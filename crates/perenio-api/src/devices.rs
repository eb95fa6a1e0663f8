// Device discovery
//
// Which listing path an account can reach is not stable across accounts
// and deployments, so discovery probes an ordered list of candidates.
// The first path that answers 200 is remembered for the session and
// tried first next time; if it stops answering, the full list is probed
// again.

use std::sync::PoisonError;

use serde_json::Value;
use tracing::{debug, error, info, warn};

use crate::client::{PerenioClient, expect_ok, read_json};
use crate::error::Error;
use crate::models::{Device, list_payload};

/// Candidate discovery paths under the API base, in probe order.
#[derive(Debug, Clone, Copy, PartialEq, Eq)]
pub enum DiscoveryPath {
    Endpoints,
    Devices,
    Cameras,
}

impl DiscoveryPath {
    pub const ALL: [Self; 3] = [Self::Endpoints, Self::Devices, Self::Cameras];

    pub fn segment(self) -> &'static str {
        match self {
            Self::Endpoints => "endpoints",
            Self::Devices => "devices",
            Self::Cameras => "cameras",
        }
    }

    /// Probe order with a previously successful path moved to the front.
    fn probe_order(preferred: Option<Self>) -> Vec<Self> {
        let mut order = Vec::with_capacity(Self::ALL.len());
        order.extend(preferred);
        order.extend(Self::ALL.into_iter().filter(|p| Some(*p) != preferred));
        order
    }
}

impl PerenioClient {
    /// List the account's devices.
    ///
    /// Runs the refresh guard, then `GET {api}/endpoints`, `/devices`,
    /// `/cameras` in order until one returns 200. A 200 whose body is not
    /// a JSON array yields an empty list. Fails with
    /// [`Error::NoDiscoveryEndpoint`] when every candidate fails.
    pub async fn try_get_devices(&self) -> Result<Vec<Device>, Error> {
        let token = self.ensure_token().await?;
        let http = self.session()?;
        let cached = self.cached_discovery_path();

        for candidate in DiscoveryPath::probe_order(cached) {
            let url = self.api_url(&[candidate.segment()]);
            let attempt = async {
                let resp = self.authorized(http.get(url.clone()), &token).send().await?;
                read_json::<Value>(expect_ok(resp).await?).await
            };

            match attempt.await {
                Ok(body) => {
                    let devices = list_payload(body, Device::new);
                    info!(%url, count = devices.len(), "got devices");
                    self.remember_discovery_path(Some(candidate));
                    return Ok(devices);
                }
                Err(e) if e.is_not_found() => debug!(%url, "discovery path not found"),
                Err(e @ Error::Http { .. }) => warn!(%url, error = %e, "discovery path rejected"),
                Err(e) => error!(%url, error = %e, "error getting devices"),
            }

            if cached == Some(candidate) {
                self.remember_discovery_path(None);
            }
        }

        warn!("could not find a devices endpoint");
        Err(Error::NoDiscoveryEndpoint)
    }

    /// [`try_get_devices`](Self::try_get_devices), returning an empty list
    /// on any failure.
    pub async fn get_devices(&self) -> Vec<Device> {
        match self.try_get_devices().await {
            Ok(devices) => devices,
            Err(Error::NoDiscoveryEndpoint) => Vec::new(),
            Err(e) => {
                error!(error = %e, "device discovery failed");
                Vec::new()
            }
        }
    }

    /// Discovery path that answered last, if any.
    pub fn cached_discovery_path(&self) -> Option<DiscoveryPath> {
        *self
            .discovery_path
            .read()
            .unwrap_or_else(PoisonError::into_inner)
    }

    fn remember_discovery_path(&self, path: Option<DiscoveryPath>) {
        *self
            .discovery_path
            .write()
            .unwrap_or_else(PoisonError::into_inner) = path;
    }
}

#[cfg(test)]
mod tests {
    use super::*;

    #[test]
    fn default_probe_order() {
        assert_eq!(
            DiscoveryPath::probe_order(None),
            vec![
                DiscoveryPath::Endpoints,
                DiscoveryPath::Devices,
                DiscoveryPath::Cameras
            ]
        );
    }

    #[test]
    fn cached_path_is_probed_first_without_duplicates() {
        assert_eq!(
            DiscoveryPath::probe_order(Some(DiscoveryPath::Cameras)),
            vec![
                DiscoveryPath::Cameras,
                DiscoveryPath::Endpoints,
                DiscoveryPath::Devices
            ]
        );
    }
}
────────────────
— What the exercise asks —
All lines of the material that contain the word "Some" should be listed.

— Completed task —
        order.extend(Self::ALL.into_iter().filter(|p| Some(*p) != preferred));
                    self.remember_discovery_path(Some(candidate));
            if cached == Some(candidate) {
            DiscoveryPath::probe_order(Some(DiscoveryPath::Cameras)),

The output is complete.